//! Behaviour-driven tests for the `parfor` command line.

use std::cell::RefCell;
use std::ffi::OsString;
use std::fs;
use std::process::ExitCode;

use parfor_config::{AcceptanceSeverity, Config};
use rstest::fixture;
use rstest_bdd_macros::{given, scenario, then, when};
use tempfile::TempDir;

use super::support::invoke;

struct TestWorld {
    workspace: TempDir,
    config: Config,
    exit: Option<ExitCode>,
    stdout: String,
    stderr: String,
}

impl TestWorld {
    fn new() -> Self {
        Self {
            workspace: TempDir::new().expect("temp dir"),
            config: Config::default(),
            exit: None,
            stdout: String::new(),
            stderr: String::new(),
        }
    }

    fn write_source(&self, name: &str, text: &str) {
        fs::write(self.workspace.path().join(name), text).expect("write source");
    }

    /// Runs `command`, resolving every file-looking token inside the
    /// temporary workspace.
    fn run(&mut self, command: &str) {
        let args: Vec<OsString> = command
            .split_whitespace()
            .map(|token| {
                if token.contains('.') {
                    self.workspace.path().join(token).into_os_string()
                } else {
                    OsString::from(token)
                }
            })
            .collect();
        let result = invoke(args, self.config.clone());
        self.exit = Some(result.exit);
        self.stdout = result.stdout;
        self.stderr = result.stderr;
    }
}

fn fixture_source(name: &str) -> &'static str {
    match name {
        "a clean loop" => {
            "#include <vector>\n\nvoid scale(std::vector<int> &arr) {\n  [[parallel]] for (auto &i : arr) { i = i * 2; }\n}\n"
        }
        "a loop with a break" => {
            "void scan(std::vector<int> &arr) {\n  [[parallel]] for (auto &i : arr) { if (i > 2) break; i = i * 2; }\n}\n"
        }
        "a traditional for loop" => {
            "void count() {\n  [[parallel]] for (int i = 1; i < 10; i++) {}\n}\n"
        }
        other => panic!("unknown source fixture {other:?}"),
    }
}

fn strip_quotes(s: &str) -> &str {
    s.trim_matches('"')
}

#[fixture]
fn world() -> RefCell<TestWorld> {
    RefCell::new(TestWorld::new())
}

#[given("the source file {name} holds {contents}")]
fn given_source_file(world: &RefCell<TestWorld>, name: String, contents: String) {
    world
        .borrow()
        .write_source(strip_quotes(&name), fixture_source(&contents));
}

#[given("accepted loops are reported as warnings")]
fn given_warning_acceptance(world: &RefCell<TestWorld>) {
    world.borrow_mut().config.acceptance_severity = AcceptanceSeverity::Warning;
}

#[when("the operator runs {command}")]
fn when_operator_runs(world: &RefCell<TestWorld>, command: String) {
    world.borrow_mut().run(strip_quotes(&command));
}

#[then("the CLI exits with code {status}")]
fn then_exit_code(world: &RefCell<TestWorld>, status: u8) {
    let exit = world.borrow().exit.expect("exit code recorded");
    assert_eq!(exit, ExitCode::from(status));
}

#[then("stdout is empty")]
fn then_stdout_empty(world: &RefCell<TestWorld>) {
    let world = world.borrow();
    assert!(world.stdout.is_empty(), "stdout was {:?}", world.stdout);
}

#[then("stdout contains {snippet}")]
fn then_stdout_contains(world: &RefCell<TestWorld>, snippet: String) {
    let world = world.borrow();
    let snippet = strip_quotes(&snippet);
    assert!(
        world.stdout.contains(snippet),
        "stdout {:?} did not contain {snippet:?}",
        world.stdout
    );
}

#[then("stderr contains {snippet}")]
fn then_stderr_contains(world: &RefCell<TestWorld>, snippet: String) {
    let world = world.borrow();
    let snippet = strip_quotes(&snippet);
    assert!(
        world.stderr.contains(snippet),
        "stderr {:?} did not contain {snippet:?}",
        world.stderr
    );
}

#[scenario(path = "tests/features/parfor_cli.feature")]
fn parfor_cli_behaviour(world: RefCell<TestWorld>) {
    let _ = world;
}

* [About this exercise]:
Reply with nothing except the number of lines in the listing above that include the string "AcceptanceSeverity".

* [Result of the task]:
2